Trata de personas, un delito que tiene aroma a ‘café’

Ante este panorama, las autoridades de Risaralda, Caldas y Quindío en coordinación con las instituciones del orden nacional, luchan contra este delito. En los últimos días en las terminales aéreas y terrestres de las tres capitales de la región (Pereira, Manizales y Armenia), entidades como el ICBF, Migración Colombia, el Gaula, las Gobernaciones y Alcaldías, lideraron un trabajo interinstitucional de difusión, sensibilización, socialización e información relevante, que apuntó a empoderar a la población usuaria frente a la existencia del delito, sus finalidades y consecuencias, con el objetivo de transformar las condiciones que facilitan o permiten la ocurrencia del delito y fortalecer las capacidades de esta comunidad en prevención de la Trata de Personas en todas las dimensiones, a través de la reproducción de podcats de manera circular, el Pendón regional, afiches y la presencia institucional.
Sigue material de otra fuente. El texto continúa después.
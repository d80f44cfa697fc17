//! Status-change notifications over WhatsApp.
//!
//! Delivery is best effort: every failure is logged and swallowed, and each
//! transition gets at most one attempt.

mod whatsapp;

pub use whatsapp::{normalize_number, GatewayError, MessagingGateway, TwilioGateway};

use parking_lot::Mutex;
use std::sync::Arc;
use std::time::{Duration, Instant};

use crate::api::metrics::NOTIFICATIONS_TOTAL;
use crate::config::{MessageLocale, NotificationConfig};
use crate::db::{GatewayCredentials, MediaRequest, RequestStatus, Settings};

/// Builds a gateway for a set of credentials
pub type GatewayFactory =
    Arc<dyn Fn(&GatewayCredentials) -> Arc<dyn MessagingGateway> + Send + Sync>;

/// Why a dispatch was not attempted
#[derive(Debug, Clone, Copy, PartialEq, Eq)]
pub enum SkipReason {
    Disabled,
    NoNumber,
    MissingCredentials,
}

#[derive(Debug, Clone, Copy, PartialEq, Eq)]
pub enum DispatchOutcome {
    Sent,
    Skipped(SkipReason),
    Failed,
}

impl DispatchOutcome {
    pub fn as_str(&self) -> &'static str {
        match self {
            DispatchOutcome::Sent => "sent",
            DispatchOutcome::Skipped(_) => "skipped",
            DispatchOutcome::Failed => "failed",
        }
    }
}

/// Message sent to the owner when their request moves to `status`
pub fn status_message(locale: MessageLocale, status: RequestStatus, media_title: &str) -> String {
    match locale {
        MessageLocale::PtBr => {
            let label = match status {
                RequestStatus::Pending => "está pendente de análise",
                RequestStatus::InProgress => "está em análise",
                RequestStatus::Completed => "foi concluída com sucesso",
                RequestStatus::Rejected => "foi rejeitada",
            };
            format!("Olá! Sua solicitação para \"{}\" {}.", media_title, label)
        }
        MessageLocale::En => {
            let label = match status {
                RequestStatus::Pending => "is pending review",
                RequestStatus::InProgress => "is under review",
                RequestStatus::Completed => "was completed successfully",
                RequestStatus::Rejected => "was rejected",
            };
            format!("Hi! Your request for \"{}\" {}.", media_title, label)
        }
    }
}

struct CachedGateway {
    credentials: GatewayCredentials,
    gateway: Arc<dyn MessagingGateway>,
    validated_at: Instant,
}

pub struct WhatsAppNotifier {
    config: NotificationConfig,
    factory: GatewayFactory,
    cached: Mutex<Option<CachedGateway>>,
}

impl WhatsAppNotifier {
    /// Notifier delivering through Twilio
    pub fn new(config: NotificationConfig) -> Self {
        let api_base = config.twilio_api_base.clone();
        let country_code = config.default_country_code.clone();
        let timeout = Duration::from_secs(config.gateway_timeout_secs);
        let factory: GatewayFactory = Arc::new(move |credentials: &GatewayCredentials| {
            Arc::new(TwilioGateway::new(
                &api_base,
                credentials.clone(),
                &country_code,
                timeout,
            )) as Arc<dyn MessagingGateway>
        });
        Self::with_factory(config, factory)
    }

    pub fn with_factory(config: NotificationConfig, factory: GatewayFactory) -> Self {
        Self {
            config,
            factory,
            cached: Mutex::new(None),
        }
    }

    /// The cached gateway, re-validated against `credentials` at most once
    /// per refresh interval
    fn gateway(&self, credentials: GatewayCredentials) -> Arc<dyn MessagingGateway> {
        let refresh = Duration::from_secs(self.config.client_refresh_secs);
        let mut cached = self.cached.lock();

        if let Some(entry) = cached.as_mut() {
            if entry.validated_at.elapsed() < refresh {
                return entry.gateway.clone();
            }
            if entry.credentials == credentials {
                entry.validated_at = Instant::now();
                return entry.gateway.clone();
            }
            tracing::info!("Gateway credentials changed, rebuilding client");
        }

        let gateway = (self.factory)(&credentials);
        *cached = Some(CachedGateway {
            credentials,
            gateway: gateway.clone(),
            validated_at: Instant::now(),
        });
        gateway
    }

    /// Send `message` to `number`, checking the delivery preconditions first
    pub async fn notify(&self, settings: &Settings, number: Option<&str>, message: &str) -> DispatchOutcome {
        let outcome = self.dispatch(settings, number, message).await;
        metrics::counter!(NOTIFICATIONS_TOTAL, "outcome" => outcome.as_str()).increment(1);
        outcome
    }

    async fn dispatch(&self, settings: &Settings, number: Option<&str>, message: &str) -> DispatchOutcome {
        if !settings.whatsapp_enabled {
            tracing::debug!("WhatsApp notifications disabled, skipping");
            return DispatchOutcome::Skipped(SkipReason::Disabled);
        }

        let Some(to) = number
            .filter(|n| !n.trim().is_empty())
            .and_then(|n| normalize_number(n, &self.config.default_country_code))
        else {
            tracing::debug!("No contact number, skipping notification");
            return DispatchOutcome::Skipped(SkipReason::NoNumber);
        };

        let Some(credentials) = settings.gateway_credentials() else {
            tracing::warn!("WhatsApp enabled but gateway credentials are missing or invalid");
            return DispatchOutcome::Skipped(SkipReason::MissingCredentials);
        };

        let gateway = self.gateway(credentials);
        let timeout = Duration::from_secs(self.config.gateway_timeout_secs);

        let result = match tokio::time::timeout(timeout, gateway.send(&to, message)).await {
            Ok(result) => result,
            Err(_) => Err(GatewayError::Timeout(timeout)),
        };

        match result {
            Ok(()) => {
                tracing::info!(to = %to, "WhatsApp notification sent");
                DispatchOutcome::Sent
            }
            Err(e) => {
                tracing::warn!(to = %to, error = %e, "Failed to send WhatsApp notification");
                DispatchOutcome::Failed
            }
        }
    }

    /// Tell the owner of `request` that it moved to its current status.
    /// The request's contact number wins over the owner's profile number.
    pub async fn notify_status_change(
        &self,
        settings: &Settings,
        request: &MediaRequest,
        owner_number: Option<&str>,
    ) -> DispatchOutcome {
        let number = request
            .contact_number
            .as_deref()
            .filter(|n| !n.trim().is_empty())
            .or(owner_number);
        let message = status_message(self.config.locale, request.status, &request.media_title);
        self.notify(settings, number, &message).await
    }
}

#[cfg(test)]
pub(crate) mod testing {
    use super::*;
    use async_trait::async_trait;

    /// Records every message instead of delivering it
    #[derive(Default)]
    pub struct RecordingGateway {
        pub sent: Mutex<Vec<(String, String)>>,
    }

    #[async_trait]
    impl MessagingGateway for RecordingGateway {
        async fn send(&self, to: &str, body: &str) -> Result<(), GatewayError> {
            self.sent.lock().push((to.to_string(), body.to_string()));
            Ok(())
        }
    }

    /// Fails every call with a rejection
    pub struct FailingGateway;

    #[async_trait]
    impl MessagingGateway for FailingGateway {
        async fn send(&self, _to: &str, _body: &str) -> Result<(), GatewayError> {
            Err(GatewayError::Rejected {
                status: 500,
                body: "upstream exploded".to_string(),
            })
        }
    }

    pub fn notifier_with(gateway: Arc<dyn MessagingGateway>) -> WhatsAppNotifier {
        WhatsAppNotifier::with_factory(
            NotificationConfig::default(),
            Arc::new(move |_: &GatewayCredentials| gateway.clone()),
        )
    }

    /// Settings with notifications on and valid credentials
    pub fn enabled_settings() -> Settings {
        Settings {
            whatsapp_enabled: true,
            twilio_account_sid: Some("AC0123456789abcdef".to_string()),
            twilio_auth_token: Some("token".to_string()),
            twilio_phone_number: Some("+14155238886".to_string()),
            ..Default::default()
        }
    }
}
En lo corrido de este año, en Risaralda hay denuncia de 4 casos de trata de personas, según manifestó Elizabeth Diosa, secretaria de Desarrollo Social departamental, hechos que tuvieron como víctimas a mujeres, quienes estaban siendo sometidas a explotación sexual.

Hay que tener en cuenta que la actividad mencionada es la más común dentro del delito de trata de personas, pero no es el único, también están modalidades como trabajos forzados, la servidumbre, la explotación de la mendicidad ajena, el matrimonio servil, turismo sexual, adopción irregular y la extracción de órganos.

En Colombia las cifras de este año con corte a julio, hablan de 59 casos de trata de personas. La mayoría de las víctimas se encontraba entre los 18 y 26 años de edad. Según información del Ministerio del Interior los casos se dividen así: Explotación sexual (40 hechos), mendicidad ajena (7); matrimonio servil (3); trabajo forzado (2); y servidumbre (1).

Es importante recalcar que La Trata de Personas es un delito que se caracteriza por la captación, traslado, acogida o recibimiento de una persona, dentro del territorio nacional o hacia el exterior, con fines de explotación, es decir, obtener provecho económico o cualquier otro beneficio para sí o para otra persona.